On the closing of the transaction, Mr. Roy and Mr. Kent were elected Directors and Mitchell G. Blumberg and Douglas F. Loblaw resigned as Directors. Messrs. John Campbell and Brent Peters continued in office as Directors. Mr. Roy was elected our President and Chief Executive Officer and Mr. Kent was elected Executive Vice President and Chief Financial Officer. As a consequence of the transaction, Mr. Roy holds an aggregate of 34.0 million shares of our outstanding Common Stock or approximately 69.3% of the shares outstanding, assuming all shares held in escrow are released to him. The terms of the transaction provide that Mr. Roy is to have the right to vote all 34.0 million shares following the closing, including the shares during the period they are held in escrow. The election of Messrs. Roy and Kent as Directors and officers were conditions to the closing of the transaction. Except for the foregoing, there are no understandings or arrangements among Mr. Roy and Mr. Kent and their associates or our other current Directors with respect to the election of Directors or other matters in the future. As a consequence of his acquisition of shares of the Company, Mr. Roy may be deemed to be in control of our company.
CERTAIN RELATIONSHIPS AND RELATED TRANSACTIONS
On March 27, 2003, GeoGlobal entered into a Participating Interest Agreement (PIA) with Roy Group (Mauritius) Inc. (RGM) a company organized under the laws of Mauritius and wholly owned by Mr. Roy whereby, subject to Government of India consent, GeoGlobal assigned to RGM, one-half of its original 10% interest in the venture and its rights under the Carried Interest Agreement with GSPC. Under the terms of the PIA, until the Government of India consent is obtained, GeoGlobal retains the exclusive right to deal with the other parties to the Production Sharing Contract (PSC) and the Carried Interest Agreement and is entitled to make all decisions regarding the interest assigned to RGM and RGM agreed to be bound by and responsible for the actions taken by, obligations undertaken and costs incurred by GeoGlobal in regard to the RGM interest and to be liable to GeoGlobal for its share of all costs, interests, liabilities and obligations arising out of or relating to the RGM interest. RGM agreed to indemnify GeoGlobal against any and all costs, expenses, losses, damages or liabilities incurred by reason of RGM's failure to pay the same. Subject to obtaining the government consent to the assignment, RGM is entitled to all income, receipts, credits, reimbursements, monies receivable, rebates and other benefits in respect of its 5% interest which relate to the PSC. GeoGlobal has a right of set-off against sums owing to RGM any sums owing to GeoGlobal by RGM. In the event that the Indian government consent is delayed or denied resulting in either RGM or GeoGlobal being denied an economic benefit it would have realized under the PIA, the parties agreed to amend the PIA or take other reasonable steps to assure that an equitable result is achieved consistent with the parties intentions contained in the PIA. In the event the consent is denied, neither party is entitled to assert any claim against the other except as is specifically set forth in the PIA.

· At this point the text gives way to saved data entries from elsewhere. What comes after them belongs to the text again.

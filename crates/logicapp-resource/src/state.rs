use logicapp_config::RecurrenceTriggerConfig;
use serde::{Deserialize, Serialize};

/// What is tracked for a trigger that exists remotely.
#[derive(Debug, Clone, PartialEq, Eq, Serialize, Deserialize)]
pub struct ResourceState {
  /// Trigger resource ID (`{logic_app_id}/triggers/{name}`).
  pub id: String,

  pub config: RecurrenceTriggerConfig,
}

/// Resource ID of trigger `name` on the workflow `logic_app_id`.
pub fn trigger_resource_id(logic_app_id: &str, name: &str) -> String {
  format!("{}/triggers/{}", logic_app_id.trim_end_matches('/'), name)
}
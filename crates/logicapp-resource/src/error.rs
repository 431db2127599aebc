//! Resource error types.

use logicapp_config::{ResourceIdError, TriggerId, ValidationErrors};
use logicapp_store::StoreError;

/// Errors that can occur while managing a recurrence trigger.
#[derive(Debug, thiserror::Error)]
pub enum ResourceError {
  /// Configuration was rejected before any remote call.
  #[error(transparent)]
  Validation(#[from] ValidationErrors),

  /// A resource ID could not be parsed.
  #[error("parsing resource ID: {0}")]
  InvalidId(#[from] ResourceIdError),

  /// Create found a trigger that is not tracked yet.
  #[error("a resource with the ID {id:?} already exists - it needs to be imported to be managed")]
  RequiresImport { id: String },

  /// Update changed attributes that can only be set at creation.
  #[error("changing {} requires replacing the trigger", .attributes.join(", "))]
  RequiresReplacement { attributes: Vec<&'static str> },

  /// The trigger does not exist where one was expected.
  #[error("{id} was not found")]
  NotFound { id: TriggerId },

  #[error("`recurrence` was nil for {id}")]
  MissingRecurrence { id: TriggerId },

  #[error("parsing `recurrence` for {id}: {message}")]
  InvalidRecurrence { id: TriggerId, message: String },

  #[error("creating/updating {id}: {source}")]
  Upsert {
    id: TriggerId,
    #[source]
    source: StoreError,
  },

  #[error("retrieving {id}: {source}")]
  Fetch {
    id: TriggerId,
    #[source]
    source: StoreError,
  },

  #[error("removing {id}: {source}")]
  Remove {
    id: TriggerId,
    #[source]
    source: StoreError,
  },

  /// Failed to serialize the trigger document or configuration.
  #[error("serialization error: {0}")]
  Serialization(#[from] serde_json::Error),
}
//! Recurrence trigger documents for logicapp workflows.
//!
//! A workflow definition stores each trigger as a JSON object. For recurrence
//! triggers that object looks like:
//!
//! ```json
//! {
//!   "type": "Recurrence",
//!   "recurrence": {
//!     "frequency": "Week",
//!     "interval": 2,
//!     "startTime": "2020-01-01T00:00:00Z",
//!     "timeZone": "UTC",
//!     "schedule": { "weekDays": ["Monday", "Friday"] }
//!   }
//! }
//! ```
//!
//! [`expand`] turns a [`RecurrenceTriggerConfig`](logicapp_config::RecurrenceTriggerConfig)
//! into that document and [`flatten`] writes a fetched one back into configuration.

mod expand;
mod flatten;
mod number;
mod types;

pub use expand::{expand, expand_schedule};
pub use flatten::{flatten, flatten_schedule, parse_recurrence};
pub use types::{
  DocumentError, RECURRENCE_TRIGGER_TYPE, Recurrence, RecurrenceSchedule, RecurrenceTrigger,
};
use std::time::Duration;

use serde::{Serialize, Serializer};

/// How long the host may wait for each operation before giving up.
#[derive(Debug, Clone, Copy, PartialEq, Eq, Serialize)]
pub struct ResourceTimeouts {
  #[serde(serialize_with = "as_secs")]
  pub create: Duration,
  #[serde(serialize_with = "as_secs")]
  pub read: Duration,
  #[serde(serialize_with = "as_secs")]
  pub update: Duration,
  #[serde(serialize_with = "as_secs")]
  pub delete: Duration,
}

impl Default for ResourceTimeouts {
  fn default() -> Self {
    Self {
      create: Duration::from_secs(30 * 60),
      read: Duration::from_secs(5 * 60),
      update: Duration::from_secs(30 * 60),
      delete: Duration::from_secs(30 * 60),
    }
  }
}

fn as_secs<S: Serializer>(duration: &Duration, serializer: S) -> Result<S::Ok, S::Error> {
  serializer.serialize_u64(duration.as_secs())
}
//! Declared configuration surface of the recurrence trigger resource.
//!
//! The schema is descriptive: enforcement lives in
//! [`RecurrenceTriggerConfig::validate`]. It is used to detect changes to
//! attributes that force a new trigger, and is printed by the CLI.

use logicapp_config::{Frequency, RecurrenceTriggerConfig, TIME_ZONES, Weekday};
use serde::Serialize;

use crate::timeouts::ResourceTimeouts;

pub const RESOURCE_TYPE: &str = "logic_app_trigger_recurrence";

#[derive(Debug, Clone, Copy, PartialEq, Eq, Serialize)]
#[serde(rename_all = "snake_case")]
pub enum AttributeType {
  String,
  Int,
  SetOfInt,
  SetOfString,
  /// A single nested block.
  Block,
}

#[derive(Debug, Clone, PartialEq, Eq, Serialize)]
pub struct Attribute {
  pub name: &'static str,
  #[serde(rename = "type")]
  pub kind: AttributeType,
  pub required: bool,
  /// The service may fill the value in when it is not configured.
  pub computed: bool,
  /// Changing the value means destroying and recreating the trigger.
  pub force_new: bool,
  pub description: &'static str,
  #[serde(skip_serializing_if = "Vec::is_empty")]
  pub allowed_values: Vec<&'static str>,
  #[serde(skip_serializing_if = "Option::is_none")]
  pub range: Option<(u32, u32)>,
  /// Other attributes of which at least one must be set alongside this one.
  #[serde(skip_serializing_if = "Vec::is_empty")]
  pub at_least_one_of: Vec<&'static str>,
  #[serde(skip_serializing_if = "Vec::is_empty")]
  pub attributes: Vec<Attribute>,
}

impl Attribute {
  fn new(name: &'static str, kind: AttributeType, description: &'static str) -> Self {
    Self {
      name,
      kind,
      required: false,
      computed: false,
      force_new: false,
      description,
      allowed_values: Vec::new(),
      range: None,
      at_least_one_of: Vec::new(),
      attributes: Vec::new(),
    }
  }

  fn required(mut self) -> Self {
    self.required = true;
    self
  }

  fn computed(mut self) -> Self {
    self.computed = true;
    self
  }

  fn force_new(mut self) -> Self {
    self.force_new = true;
    self
  }

  fn allowed(mut self, values: impl IntoIterator<Item = &'static str>) -> Self {
    self.allowed_values = values.into_iter().collect();
    self
  }

  fn range(mut self, min: u32, max: u32) -> Self {
    self.range = Some((min, max));
    self
  }

  fn at_least_one_of(mut self, names: &[&'static str]) -> Self {
    self.at_least_one_of = names.to_vec();
    self
  }

  fn nested(mut self, attributes: Vec<Attribute>) -> Self {
    self.attributes = attributes;
    self
  }
}

#[derive(Debug, Clone, PartialEq, Eq, Serialize)]
pub struct ResourceSchema {
  pub resource_type: &'static str,
  pub attributes: Vec<Attribute>,
  pub timeouts: ResourceTimeouts,
}

impl ResourceSchema {
  pub fn attribute(&self, name: &str) -> Option<&Attribute> {
    self.attributes.iter().find(|a| a.name == name)
  }

  /// Names of force-new attributes whose value differs between the two
  /// configurations.
  pub fn requires_replacement(
    &self,
    prior: &RecurrenceTriggerConfig,
    planned: &RecurrenceTriggerConfig,
  ) -> Result<Vec<&'static str>, serde_json::Error> {
    let prior = serde_json::to_value(prior)?;
    let planned = serde_json::to_value(planned)?;

    Ok(
      self
        .attributes
        .iter()
        .filter(|a| a.force_new && prior.get(a.name) != planned.get(a.name))
        .map(|a| a.name)
        .collect(),
    )
  }
}

/// The recurrence trigger schema.
pub fn schema() -> ResourceSchema {
  const SCHEDULE_KEYS: [&str; 3] = ["at_these_hours", "at_these_minutes", "on_these_days"];

  ResourceSchema {
    resource_type: RESOURCE_TYPE,
    attributes: vec![
      Attribute::new("name", AttributeType::String, "Name of the trigger within the workflow.")
        .required()
        .force_new(),
      Attribute::new("logic_app_id", AttributeType::String, "Resource ID of the parent workflow.")
        .required()
        .force_new(),
      Attribute::new("frequency", AttributeType::String, "Unit of time between firings.")
        .required()
        .allowed(Frequency::ALL.iter().map(Frequency::as_str)),
      Attribute::new("interval", AttributeType::Int, "Number of frequency units between firings.")
        .required(),
      Attribute::new("start_time", AttributeType::String, "RFC3339 timestamp of the first firing."),
      Attribute::new(
        "schedule",
        AttributeType::Block,
        "Hours, minutes and days the trigger fires at.",
      )
      .nested(vec![
        Attribute::new("at_these_hours", AttributeType::SetOfInt, "Hours of the day.")
          .range(0, 23)
          .at_least_one_of(&SCHEDULE_KEYS),
        Attribute::new("at_these_minutes", AttributeType::SetOfInt, "Minutes of the hour.")
          .range(0, 59)
          .at_least_one_of(&SCHEDULE_KEYS),
        Attribute::new("on_these_days", AttributeType::SetOfString, "Days of the week.")
          .allowed(Weekday::ALL.iter().map(Weekday::as_str))
          .at_least_one_of(&SCHEDULE_KEYS),
      ]),
      Attribute::new(
        "time_zone",
        AttributeType::String,
        "Time zone of start_time. Ignored unless start_time is set.",
      )
      .computed()
      .allowed(TIME_ZONES.iter().copied()),
    ],
    timeouts: ResourceTimeouts::default(),
  }
}
// ==============================================================================
// drive.rs — LONGITUDINAL DRIVE + COAST DECAY
// ------------------------------------------------------------------------------
// coast_velocity(v, threshold_sq):
//     Horizontal part * 0.98, vertical part untouched. When the decayed
//     horizontal speed^2 falls under the threshold it snaps to exactly zero.
//     Called once per tick when both input axes are zero.
//
// drive_force(...):
//     n  = clamp(dot(chassis_vel, wheel_forward) / top_speed, 0, 1)
//     F  = wheel_forward * torque_curve(n) * max_torque * throttle
// ==============================================================================

use crate::arcade_car::curve::Curve;
use crate::arcade_car::types::{horizontal, Vec3};

pub const COAST_DECAY: f32 = 0.98;

#[derive(Debug, Clone, Copy, PartialEq)]
pub struct DriveParams {
    pub top_speed: f32,
    pub max_torque: f32,
}

pub fn coast_velocity(velocity: Vec3, stop_threshold_sq: f32) -> Vec3 {
    let mut planar = horizontal(velocity) * COAST_DECAY;
    if planar.norm_squared() < stop_threshold_sq {
        planar = Vec3::zeros();
    }
    Vec3::new(planar.x, planar.y, velocity.z)
}

/// Normalized forward speed along the wheel, clamped to [0, 1].
pub fn speed_fraction(chassis_velocity: Vec3, wheel_forward: Vec3, top_speed: f32) -> f32 {
    if top_speed <= 0.0 {
        return 0.0;
    }
    (chassis_velocity.dot(&wheel_forward) / top_speed).clamp(0.0, 1.0)
}

/// Raw (unscaled) engine force for one grounded wheel.
pub fn drive_force(
    params: &DriveParams,
    torque_curve: &Curve,
    chassis_velocity: Vec3,
    wheel_forward: Vec3,
    throttle: f32,
) -> Vec3 {
    let n = speed_fraction(chassis_velocity, wheel_forward, params.top_speed);
    let torque = torque_curve.evaluate(n) * params.max_torque * throttle;
    wheel_forward * torque
}

#[cfg(test)]
mod tests {
    use super::*;
    use crate::arcade_car::curve::default_torque_curve;

    const PARAMS: DriveParams = DriveParams {
        top_speed: 2000.0,
        max_torque: 80000.0,
    };

    #[test]
    fn full_throttle_from_standstill() {
        let f = drive_force(&PARAMS, &default_torque_curve(), Vec3::zeros(), Vec3::x(), 1.0);
        assert!((f - Vec3::new(80000.0, 0.0, 0.0)).norm() < 1e-2);
    }

    #[test]
    fn no_torque_at_top_speed() {
        let f = drive_force(&PARAMS, &default_torque_curve(), Vec3::new(2500.0, 0.0, 0.0), Vec3::x(), 1.0);
        assert!(f.norm() < 1e-3);
    }

    #[test]
    fn reversing_uses_full_curve() {
        // moving backwards clamps n to 0, so braking gets full torque
        let f = drive_force(&PARAMS, &default_torque_curve(), Vec3::new(-300.0, 0.0, 0.0), Vec3::x(), -1.0);
        assert!((f.x + 80000.0).abs() < 1e-2);
    }

    #[test]
    fn coast_decays_horizontal_only() {
        let v = coast_velocity(Vec3::new(100.0, 0.0, -40.0), 10.0);
        assert!((v.x - 98.0).abs() < 1e-4);
        assert_eq!(v.y, 0.0);
        assert_eq!(v.z, -40.0);
    }

    #[test]
    fn coast_snaps_to_zero() {
        let v = coast_velocity(Vec3::new(3.0, 0.0, 0.0), 10.0);
        assert_eq!(v, Vec3::zeros());
    }

    #[test]
    fn speed_fraction_guards_zero_top_speed() {
        assert_eq!(speed_fraction(Vec3::new(10.0, 0.0, 0.0), Vec3::x(), 0.0), 0.0);
    }
}
// ==============================================================================
// debug_builders.rs — DEBUG OVERLAY PRIMITIVES (SERVER -> CLIENT)
// ------------------------------------------------------------------------------
// Defines serializable debug primitives:
// - DebugRay: suspension probes (origin, direction, length, optional hit)
// - DebugWheel: per-wheel forces for the tick (spring, friction, drive)
// - AirFan: the air-righting terrain fan, when it ran this tick
//
// Helpers:
// - push_probe_ray(): converts a GroundProbe into a DebugRay
// - push_wheel_debug(): pushes DebugWheel snapshots into DebugOverlay
//
// Only built when `debug.draw_forces` is on. Purely visualization scaffolding:
// nothing in here feeds back into the simulation.
// ==============================================================================

use serde::Serialize;

use crate::arcade_car::air::AirFan;
use crate::arcade_car::suspension::GroundProbe;
use crate::arcade_car::types::{Pos3, Vec3, WheelId};

const COLOR_HIT: [f32; 3] = [0.1, 0.9, 0.2];
const COLOR_MISS: [f32; 3] = [0.9, 0.2, 0.1];

#[derive(Debug, Clone, Default, Serialize)]
pub struct DebugOverlay {
    pub suspension_rays: Vec<DebugRay>,
    pub wheels: Vec<DebugWheel>,
    pub air_fan: Option<AirFan>,
}

#[derive(Debug, Clone, Serialize)]
pub struct DebugRay {
    pub origin: [f32; 3],
    pub direction: [f32; 3],
    pub length: f32,
    pub hit: Option<[f32; 3]>,
    pub color: [f32; 3],
}

#[derive(Debug, Clone, Serialize)]
pub struct DebugWheel {
    pub id: WheelId,
    pub location: [f32; 3], // world space
    pub grounded: bool,
    pub floor_distance: Option<f32>,

    // forces as pushed into the body (already scaled by dt * 100)
    pub spring: [f32; 3],
    pub friction: [f32; 3],
    pub drive: [f32; 3],
}

impl DebugOverlay {
    pub fn clear(&mut self) {
        self.suspension_rays.clear();
        self.wheels.clear();
        self.air_fan = None;
    }
}

pub fn push_probe_ray(overlay: &mut DebugOverlay, probe: &GroundProbe) {
    let hit = probe.hit.map(|h| h.point.coords.into());
    overlay.suspension_rays.push(DebugRay {
        origin: probe.origin.coords.into(),
        direction: probe.direction.into(),
        length: probe.max_distance,
        hit,
        color: if hit.is_some() { COLOR_HIT } else { COLOR_MISS },
    });
}

pub fn push_wheel_debug(
    overlay: &mut DebugOverlay,
    id: WheelId,
    location: Pos3,
    probe: &GroundProbe,
    spring: Vec3,
    friction: Vec3,
    drive: Vec3,
) {
    overlay.wheels.push(DebugWheel {
        id,
        location: location.coords.into(),
        grounded: probe.grounded(),
        floor_distance: probe.floor_distance,
        spring: spring.into(),
        friction: friction.into(),
        drive: drive.into(),
    });
}
//! Car tuning: every tunable constant, the curves, wheel layout and debug flags.
//!
//! Loaded from JSON; any field left out falls back to `Default`.

use std::fs;
use std::path::Path;

use serde::{Deserialize, Serialize};

use crate::arcade_car::air::AirParams;
use crate::arcade_car::curve::{default_torque_curve, Curve, FrictionCurves};
use crate::arcade_car::drive::DriveParams;
use crate::arcade_car::suspension::SpringParams;
use crate::arcade_car::types::{Vec3, WheelId};
use crate::error::ConfigError;

/// Chassis-space attachment points, one per wheel.
#[derive(Debug, Clone, Copy, PartialEq, Serialize, Deserialize)]
#[serde(default)]
pub struct WheelLayout {
    pub front_left: [f32; 3],
    pub front_right: [f32; 3],
    pub back_left: [f32; 3],
    pub back_right: [f32; 3],
}

impl WheelLayout {
    pub fn offset(&self, wheel: WheelId) -> Vec3 {
        let o = match wheel {
            WheelId::FL => self.front_left,
            WheelId::FR => self.front_right,
            WheelId::BL => self.back_left,
            WheelId::BR => self.back_right,
        };
        Vec3::from(o)
    }
}

impl Default for WheelLayout {
    fn default() -> Self {
        // forward +X, left +Y, up +Z
        Self {
            front_left: [130.0, 80.0, -20.0],
            front_right: [130.0, -80.0, -20.0],
            back_left: [-130.0, 80.0, -20.0],
            back_right: [-130.0, -80.0, -20.0],
        }
    }
}

#[derive(Debug, Clone, Copy, PartialEq, Serialize, Deserialize)]
#[serde(default)]
pub struct DebugFlags {
    pub draw_forces: bool,
    pub disable_air_correction: bool,
    pub allow_input: bool,
}

impl Default for DebugFlags {
    fn default() -> Self {
        Self {
            draw_forces: false,
            disable_air_correction: false,
            allow_input: true,
        }
    }
}

#[derive(Debug, Clone, PartialEq, Serialize, Deserialize)]
#[serde(default)]
pub struct CarTuning {
    // suspension
    pub spring_rest_distance: f32,
    pub spring_strength: f32,
    pub damping_amount: f32,
    pub floor_check_distance: f32,
    pub in_air_floor_check_distance: f32,
    pub wheel_probe_offset: f32,

    // tires + engine
    pub tire_mass: f32,
    pub top_speed: f32,
    pub max_torque: f32,
    pub coast_stop_threshold_sq: f32,

    // steering
    pub max_turn_angle_deg: f32,
    pub steering_rate: f32,

    // air
    pub air_correction_rate: f32,
    pub air_enable_delay: f32,
    pub floor_reset_delay: f32,
    pub per_ray_angle_deg: f32,
    pub yaw_evening_rate: f32,

    // camera
    pub base_fov: f32,
    pub max_speed_fov: f32,

    pub friction: FrictionCurves,
    pub torque_curve: Curve,
    pub wheels: WheelLayout,
    pub drift_effect_asset: String,
    pub debug: DebugFlags,
}

impl Default for CarTuning {
    fn default() -> Self {
        Self {
            spring_rest_distance: 50.0,
            spring_strength: 15000.0,
            damping_amount: 3000.0,
            floor_check_distance: 100.0,
            in_air_floor_check_distance: 110.0,
            wheel_probe_offset: 50.0,

            tire_mass: 30.0,
            top_speed: 2000.0,
            max_torque: 80000.0,
            coast_stop_threshold_sq: 10.0,

            max_turn_angle_deg: 35.0,
            steering_rate: 15.0,

            air_correction_rate: 0.5,
            air_enable_delay: 0.9,
            floor_reset_delay: 1.0,
            per_ray_angle_deg: 5.0,
            yaw_evening_rate: 0.25,

            base_fov: 90.0,
            max_speed_fov: 100.0,

            friction: FrictionCurves::default(),
            torque_curve: default_torque_curve(),
            wheels: WheelLayout::default(),
            drift_effect_asset: "fx/tire_drift_smoke".to_string(),
            debug: DebugFlags::default(),
        }
    }
}

fn positive(field: &'static str, value: f32) -> Result<(), ConfigError> {
    if value.is_finite() && value > 0.0 {
        Ok(())
    } else {
        Err(ConfigError::InvalidValue {
            field,
            detail: format!("expected a positive number, got {value}"),
        })
    }
}

fn non_negative(field: &'static str, value: f32) -> Result<(), ConfigError> {
    if value.is_finite() && value >= 0.0 {
        Ok(())
    } else {
        Err(ConfigError::InvalidValue {
            field,
            detail: format!("expected zero or more, got {value}"),
        })
    }
}

impl CarTuning {
    pub fn load(path: impl AsRef<Path>) -> Result<Self, ConfigError> {
        let path = path.as_ref();
        let text = fs::read_to_string(path).map_err(|source| ConfigError::Io {
            path: path.display().to_string(),
            source,
        })?;
        let tuning: CarTuning = serde_json::from_str(&text).map_err(|source| ConfigError::Parse {
            path: path.display().to_string(),
            source,
        })?;
        tuning.validate()?;
        Ok(tuning)
    }

    pub fn validate(&self) -> Result<(), ConfigError> {
        self.friction.validate()?;
        self.torque_curve.validate("torque_curve")?;

        if self.drift_effect_asset.trim().is_empty() {
            return Err(ConfigError::MissingEffectAsset);
        }

        positive("top_speed", self.top_speed)?;
        positive("air_enable_delay", self.air_enable_delay)?;
        positive("floor_reset_delay", self.floor_reset_delay)?;
        positive("floor_check_distance", self.floor_check_distance)?;
        positive("in_air_floor_check_distance", self.in_air_floor_check_distance)?;
        non_negative("wheel_probe_offset", self.wheel_probe_offset)?;
        non_negative("tire_mass", self.tire_mass)?;
        non_negative("spring_strength", self.spring_strength)?;
        non_negative("damping_amount", self.damping_amount)?;
        non_negative("steering_rate", self.steering_rate)?;
        non_negative("air_correction_rate", self.air_correction_rate)?;
        Ok(())
    }

    pub fn spring(&self) -> SpringParams {
        SpringParams {
            rest_distance: self.spring_rest_distance,
            strength: self.spring_strength,
            damping: self.damping_amount,
        }
    }

    pub fn drive(&self) -> DriveParams {
        DriveParams {
            top_speed: self.top_speed,
            max_torque: self.max_torque,
        }
    }

    pub fn air(&self) -> AirParams {
        AirParams {
            per_ray_angle_deg: self.per_ray_angle_deg,
            yaw_evening_rate: self.yaw_evening_rate,
            correction_rate: self.air_correction_rate,
        }
    }
}

#[cfg(test)]
mod tests {
    use super::*;

    #[test]
    fn defaults_are_valid() {
        assert!(CarTuning::default().validate().is_ok());
    }

    #[test]
    fn partial_json_falls_back_to_defaults() {
        let t: CarTuning = serde_json::from_str(r#"{"top_speed": 3000, "debug": {"draw_forces": true}}"#).unwrap();
        assert_eq!(t.top_speed, 3000.0);
        assert_eq!(t.spring_strength, 15000.0);
        assert!(t.debug.draw_forces);
        assert!(t.debug.allow_input);
    }

    #[test]
    fn curves_deserialize_from_pairs() {
        let t: CarTuning = serde_json::from_str(r#"{"torque_curve": [[0, 1], [1, 0.2]]}"#).unwrap();
        assert!((t.torque_curve.evaluate(0.5) - 0.6).abs() < 1e-5);
    }

    #[test]
    fn empty_asset_is_rejected() {
        let t = CarTuning {
            drift_effect_asset: "  ".into(),
            ..CarTuning::default()
        };
        assert!(matches!(t.validate(), Err(ConfigError::MissingEffectAsset)));
    }

    #[test]
    fn zero_top_speed_is_rejected() {
        let t = CarTuning {
            top_speed: 0.0,
            ..CarTuning::default()
        };
        assert!(matches!(t.validate(), Err(ConfigError::InvalidValue { field: "top_speed", .. })));
    }

    #[test]
    fn missing_file_is_io_error() {
        let err = CarTuning::load("/definitely/not/here.json").unwrap_err();
        assert!(matches!(err, ConfigError::Io { .. }));
    }

    #[test]
    fn wheel_layout_lookup() {
        let layout = WheelLayout::default();
        assert!(layout.offset(WheelId::FL).x > 0.0);
        assert!(layout.offset(WheelId::BR).y < 0.0);
    }
}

RGM further agreed in the PIA that it would not dispose of any interest in the agreement, its 5% interest, or the shares of RGM without first giving notice to GeoGlobal of the transaction, its terms, including price, and the identity of the intended assignee and any other material information, and GeoGlobal has the first right to purchase the interest proposed to be sold on the terms contained in the notice to GeoGlobal.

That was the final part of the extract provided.